To The New Widow
My Dear Sweet Sister,
First of all, let me say how sorry I am that you have been inducted into The Club. A club you never asked to be a part of. A club filled with reluctant members. The widows club.
I’m writing to you today to give you something I wish I would have received during the early days of my loss – hope.
I know the insatiable ache churning in the pit of your stomach right now. An ache like no other that forces you to your knees, molding your body into the fetal position for days. The only real antidote is time.
This week, as I witnessed yet another woman leading the procession behind her husband’s casket, I asked myself, “What do I wish I would have known?” Thinking back on the early days of my loss, I came up with nine thoughts:
It sounds cliché but you are going to be okay.
You really are! Don’t try to make peace with your new normal today, just know that it’s on the horizon.
When things go wrong God is not punishing you, He is growing you.
The first year after my husband died it seemed like I couldn’t get a break. My roof was totaled in a hailstorm, the water heater went out, I had to repair leaky windows, a ground squirrel AND mole decided to take up residence in my husband’s perfectly manicured yard, all the landscaping had to be replaced (I forgot to water), I had no idea how to program the sprinkler system, the under and over counter lights in my kitchen all went out, we had one flip-house on the market, two flip-houses that needed to be finished and on the market, three renters (one in the process of being evicted), not to mention two kids in college and one planning a wedding.
Calgon take me away!!!
I now know the purpose for that year was to give me the confidence and tools needed to run my own household.
Grief. You can’t escape it.
I knew a man who lost his wife of 40+ years and weeks later married the first woman who showed up with a tuna casserole. He was trying to fill the void left in his heart and home in order to bypass the grieving process. As a result, the marriage did not last. Eventually he had to grieve the loss of his wife AND a very bad decision.
I wish I would have attended a grief group and surrounded myself with people going through the same thing. Instead, I secluded myself, which was not healthy, and probably extended my grieving process.
Don’t stay down too long. It’s good to unplug and be still for a season, Jesus did this on numerous occasions. If you find you are unable to get “back in the game” on your own, don’t be afraid to reach out for help. Take hold of your grief so your grief doesn’t take hold of you.
People are going to say the wrong thing because there is no “right” thing to say.
Even today I struggle to find the right words to comfort the new widow, because I know the only thing that will make her feel better is to bring her husband back and that is not possible.
Try not to take the mis-spoken words personal. Instead, consider extending grace. Our family and friends love us, they just don’t know how or what to say.
Don’t make any major decisions the first year if you can help it.
Here’s the hard truth, you think you are of sound mind but as long as you are grieving you probably aren’t. Your heart is heavy and emotions high. This is not a time to make any additional changes unless you absolutely can not avoid it (i.e. downsizing).

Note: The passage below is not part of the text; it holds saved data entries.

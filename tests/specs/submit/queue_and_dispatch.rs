//! `JobControl=on` admits jobs against the global CPU budget: a job that
//! would exceed it waits in the queue until capacity frees up (spec §4.1,
//! §5).

use crate::prelude::*;

#[test]
fn second_job_queues_until_first_frees_the_cpu_budget() {
    let instance = Instance::new();
    // Give the first job a way to block until the test releases it, so
    // the second submission is guaranteed to observe it still occupying
    // the whole CPU budget.
    let gate = instance.home_path().join("gate");
    instance.add_model("Holder", "digest-holder", &format!("while [ ! -f {} ]; do sleep 0.02; done\nexit 0", gate.display()));
    instance.add_model("Quick", "digest-quick", "exit 0");

    instance
        .oms()
        .env("OMS_GLOBAL_CPU", "2")
        .env("OMS_TICK_INTERVAL_MS", "20")
        .args(&["submit", "Holder", "--threads", "2"])
        .passes();

    assert!(
        wait_for(SPEC_WAIT_MAX_MS, || {
            let out = instance.oms().args(&["-o", "json", "active"]).passes();
            out.stdout().contains("Holder")
        }),
        "expected to observe Holder become active"
    );

    instance.oms().args(&["submit", "Quick", "--threads", "1"]).passes();

    assert!(
        wait_for(500, || {
            let out = instance.oms().args(&["-o", "json", "queue"]).passes();
            out.stdout().contains("Quick")
        }),
        "Quick should sit in the queue while Holder owns the full CPU budget"
    );

    std::fs::write(&gate, "go").unwrap();

    assert!(
        wait_for(SPEC_WAIT_MAX_MS, || {
            let out = instance.oms().args(&["-o", "json", "history"]).passes();
            let stdout = out.stdout();
            stdout.contains("Holder") && stdout.contains("Quick")
        }),
        "both jobs should eventually complete once the budget frees up"
    );
}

Use this time to get your house in order: Important documents, access to all accounts, passwords, Insurance policies, general home and auto maintenance, etc…
Take care of YOU!
Sometimes loss comes unexpected, sometimes it follows an extended illness. Often, self-care gets pushed down the list of priorities. Now, more than ever, you must give precedence to caring for your mind, body, and soul. To serve your family best you must take care of yourself first.
Every morning you wake up, look in the mirror and say, “You are one smart cookie!”
Remember the days when people talked about, “men’s work,” and “women’s work?” You can just throw those phrases out the window. The first year may feel like you have too many hats to wear. Trust me, it will get better. YOU will get better.
In the beginning, I felt overwhelmed because I knew nothing about air pressure in tires, what type of oil my car took, how to “bleed” the hot water tank, how much fertilizer the yard took, how to use the grill… you know, “boy” things.
Every time I had a need, God always sent the right person to teach me or do the task at hand. He will do the same thing for you if you ask. It’s like taking all the many hats you have to wear and condensing them into one, a hard hat, because your life is under construction.
You will never be the same person you were before.
Does that scare you? I used to think that was a bad thing but with loss comes greater wisdom, empathy, strength and knowledge. You will accomplish things you never thought you could. You will learn things you thought you never needed to know. Most importantly You will have new respect for things like time, friendship, family, and life.
In a sense, losing my husband has made me bolder. I am more willing to try new things, and live with abandon because every other fear I have pales in comparison to the loss of my husband.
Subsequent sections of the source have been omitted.